Given information:
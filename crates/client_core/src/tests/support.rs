use std::{collections::VecDeque, sync::Arc};

use async_trait::async_trait;
use chrono::{DateTime, TimeZone, Utc};
use shared::{
    domain::{
        Algorithm, AlgorithmDraft, AlgorithmId, Difficulty, Note, Proposal, ProposalKind,
        ProposalStatus, Role, Slug, UserId,
    },
    error::{ApiError, ErrorCode},
    protocol::{
        AlgorithmPage, ListFilter, NotePage, NoteUpsert, PageInfo, ProposalPage, ProposalPayload,
        ProposalQuery, ReviewRequest, VoteRequest, VoteResponse,
    },
};
use tokio::sync::{oneshot, Mutex};

use crate::{
    gateway::{ApiGateway, GatewayResult},
    session::{Identity, Session},
};

type Gated<T> = (Option<oneshot::Receiver<()>>, GatewayResult<T>);

/// Scripted gateway: each endpoint answers from its own response queue, in
/// call order. A gated entry parks the call until the test releases it,
/// which is how resolution order is controlled in the supersession tests.
/// An empty queue answers with an "unexpected call" error so unscripted
/// traffic fails loudly.
#[derive(Default)]
pub(crate) struct TestGateway {
    pub(crate) list_pages: Mutex<VecDeque<Gated<AlgorithmPage>>>,
    pub(crate) search_pages: Mutex<VecDeque<Gated<AlgorithmPage>>>,
    pub(crate) details: Mutex<VecDeque<Gated<Algorithm>>>,
    pub(crate) created: Mutex<VecDeque<Gated<Algorithm>>>,
    pub(crate) updated: Mutex<VecDeque<Gated<Algorithm>>>,
    pub(crate) algorithm_deletes: Mutex<VecDeque<Gated<()>>>,
    pub(crate) votes: Mutex<VecDeque<Gated<VoteResponse>>>,
    pub(crate) categories: Mutex<VecDeque<Gated<Vec<String>>>>,
    pub(crate) proposal_pages: Mutex<VecDeque<Gated<ProposalPage>>>,
    pub(crate) proposal_details: Mutex<VecDeque<Gated<Proposal>>>,
    pub(crate) proposal_created: Mutex<VecDeque<Gated<Proposal>>>,
    pub(crate) proposal_updated: Mutex<VecDeque<Gated<Proposal>>>,
    pub(crate) proposal_reviews: Mutex<VecDeque<Gated<Proposal>>>,
    pub(crate) proposal_deletes: Mutex<VecDeque<Gated<()>>>,
    pub(crate) note_fetches: Mutex<VecDeque<Gated<Note>>>,
    pub(crate) note_saves: Mutex<VecDeque<Gated<Note>>>,
    pub(crate) note_pages: Mutex<VecDeque<Gated<NotePage>>>,
    pub(crate) vote_requests: std::sync::Mutex<Vec<VoteRequest>>,
    calls: std::sync::Mutex<Vec<String>>,
}

impl TestGateway {
    pub(crate) fn new() -> Arc<Self> {
        Arc::new(Self::default())
    }

    pub(crate) fn calls(&self) -> Vec<String> {
        self.calls.lock().expect("calls lock").clone()
    }

    pub(crate) async fn push<T>(queue: &Mutex<VecDeque<Gated<T>>>, result: GatewayResult<T>) {
        queue.lock().await.push_back((None, result));
    }

    pub(crate) async fn push_gated<T>(
        queue: &Mutex<VecDeque<Gated<T>>>,
        result: GatewayResult<T>,
    ) -> oneshot::Sender<()> {
        let (release, gate) = oneshot::channel();
        queue.lock().await.push_back((Some(gate), result));
        release
    }

    async fn take<T>(
        &self,
        name: &'static str,
        queue: &Mutex<VecDeque<Gated<T>>>,
    ) -> GatewayResult<T> {
        self.calls
            .lock()
            .expect("calls lock")
            .push(name.to_string());
        let entry = queue.lock().await.pop_front();
        match entry {
            Some((gate, result)) => {
                if let Some(gate) = gate {
                    let _ = gate.await;
                }
                result
            }
            None => Err(ApiError::new(
                ErrorCode::Internal,
                format!("unexpected {name} call"),
            )),
        }
    }
}

#[async_trait]
impl ApiGateway for TestGateway {
    async fn list_algorithms(&self, _filter: &ListFilter) -> GatewayResult<AlgorithmPage> {
        self.take("list_algorithms", &self.list_pages).await
    }

    async fn search_algorithms(&self, _query: &str) -> GatewayResult<AlgorithmPage> {
        self.take("search_algorithms", &self.search_pages).await
    }

    async fn get_algorithm(&self, _slug: &Slug) -> GatewayResult<Algorithm> {
        self.take("get_algorithm", &self.details).await
    }

    async fn create_algorithm(&self, _payload: &AlgorithmDraft) -> GatewayResult<Algorithm> {
        self.take("create_algorithm", &self.created).await
    }

    async fn update_algorithm(
        &self,
        _slug: &Slug,
        _payload: &AlgorithmDraft,
    ) -> GatewayResult<Algorithm> {
        self.take("update_algorithm", &self.updated).await
    }

    async fn delete_algorithm(&self, _slug: &Slug) -> GatewayResult<()> {
        self.take("delete_algorithm", &self.algorithm_deletes).await
    }

    async fn vote_algorithm(
        &self,
        _slug: &Slug,
        request: &VoteRequest,
    ) -> GatewayResult<VoteResponse> {
        self.vote_requests
            .lock()
            .expect("vote requests lock")
            .push(*request);
        self.take("vote_algorithm", &self.votes).await
    }

    async fn list_categories(&self) -> GatewayResult<Vec<String>> {
        self.take("list_categories", &self.categories).await
    }

    async fn list_proposals(&self, _query: &ProposalQuery) -> GatewayResult<ProposalPage> {
        self.take("list_proposals", &self.proposal_pages).await
    }

    async fn get_proposal(&self, _slug: &Slug) -> GatewayResult<Proposal> {
        self.take("get_proposal", &self.proposal_details).await
    }

    async fn create_proposal(&self, _payload: &ProposalPayload) -> GatewayResult<Proposal> {
        self.take("create_proposal", &self.proposal_created).await
    }

    async fn update_proposal(
        &self,
        _slug: &Slug,
        _payload: &ProposalPayload,
    ) -> GatewayResult<Proposal> {
        self.take("update_proposal", &self.proposal_updated).await
    }

    async fn review_proposal(
        &self,
        _slug: &Slug,
        _request: &ReviewRequest,
    ) -> GatewayResult<Proposal> {
        self.take("review_proposal", &self.proposal_reviews).await
    }

    async fn delete_proposal(&self, _slug: &Slug) -> GatewayResult<()> {
        self.take("delete_proposal", &self.proposal_deletes).await
    }

    async fn get_note(&self, _algorithm_id: AlgorithmId) -> GatewayResult<Note> {
        self.take("get_note", &self.note_fetches).await
    }

    async fn upsert_note(&self, _payload: &NoteUpsert) -> GatewayResult<Note> {
        self.take("upsert_note", &self.note_saves).await
    }

    async fn list_my_notes(&self, _page: u64, _limit: u64) -> GatewayResult<NotePage> {
        self.take("list_my_notes", &self.note_pages).await
    }
}

// ---- fixtures ----

pub(crate) fn timestamp() -> DateTime<Utc> {
    Utc.with_ymd_and_hms(2024, 5, 1, 12, 0, 0).unwrap()
}

pub(crate) fn algorithm(slug: &str) -> Algorithm {
    Algorithm {
        id: AlgorithmId(1),
        slug: Slug::new(slug),
        title: slug.to_string(),
        categories: vec!["graphs".to_string()],
        difficulty: Difficulty::Easy,
        time_complexity: Some("O(V + E)".to_string()),
        space_complexity: None,
        description: String::new(),
        explanation: String::new(),
        tags: Vec::new(),
        links: Vec::new(),
        code_samples: Vec::new(),
        upvotes: 0,
        downvotes: 0,
        upvoted_by: Vec::new(),
        downvoted_by: Vec::new(),
        created_at: timestamp(),
        updated_at: timestamp(),
    }
}

pub(crate) fn page_of(algorithms: Vec<Algorithm>) -> AlgorithmPage {
    let total = algorithms.len() as u64;
    AlgorithmPage {
        algorithms,
        page: PageInfo {
            total,
            pages: 1,
            current_page: 1,
        },
    }
}

pub(crate) fn proposal(slug: &str) -> Proposal {
    Proposal {
        slug: Slug::new(slug),
        kind: ProposalKind::Update,
        target: Some(AlgorithmId(1)),
        draft: AlgorithmDraft::default(),
        status: ProposalStatus::Pending,
        review_comment: None,
        author: UserId::new("u1"),
        created_at: timestamp(),
        updated_at: timestamp(),
    }
}

pub(crate) fn proposal_page(proposals: Vec<Proposal>) -> ProposalPage {
    let total = proposals.len() as u64;
    ProposalPage {
        proposals,
        page: PageInfo {
            total,
            pages: 1,
            current_page: 1,
        },
    }
}

pub(crate) fn note(algorithm_id: i64, content: &str) -> Note {
    Note {
        algorithm_id: AlgorithmId(algorithm_id),
        user_id: UserId::new("u1"),
        content: content.to_string(),
        created_at: timestamp(),
        updated_at: timestamp(),
    }
}

pub(crate) async fn signed_in_session(role: Role) -> Arc<Session> {
    let session = Arc::new(Session::new());
    session.sign_in(Identity::new("u1", role)).await;
    session
}

pub(crate) fn anonymous_session() -> Arc<Session> {
    Arc::new(Session::new())
}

Task: Copy the lines that hold the word "Identity". Take them from the records above.

Answer space:
    session::{Identity, Session},
    session.sign_in(Identity::new("u1", role)).await;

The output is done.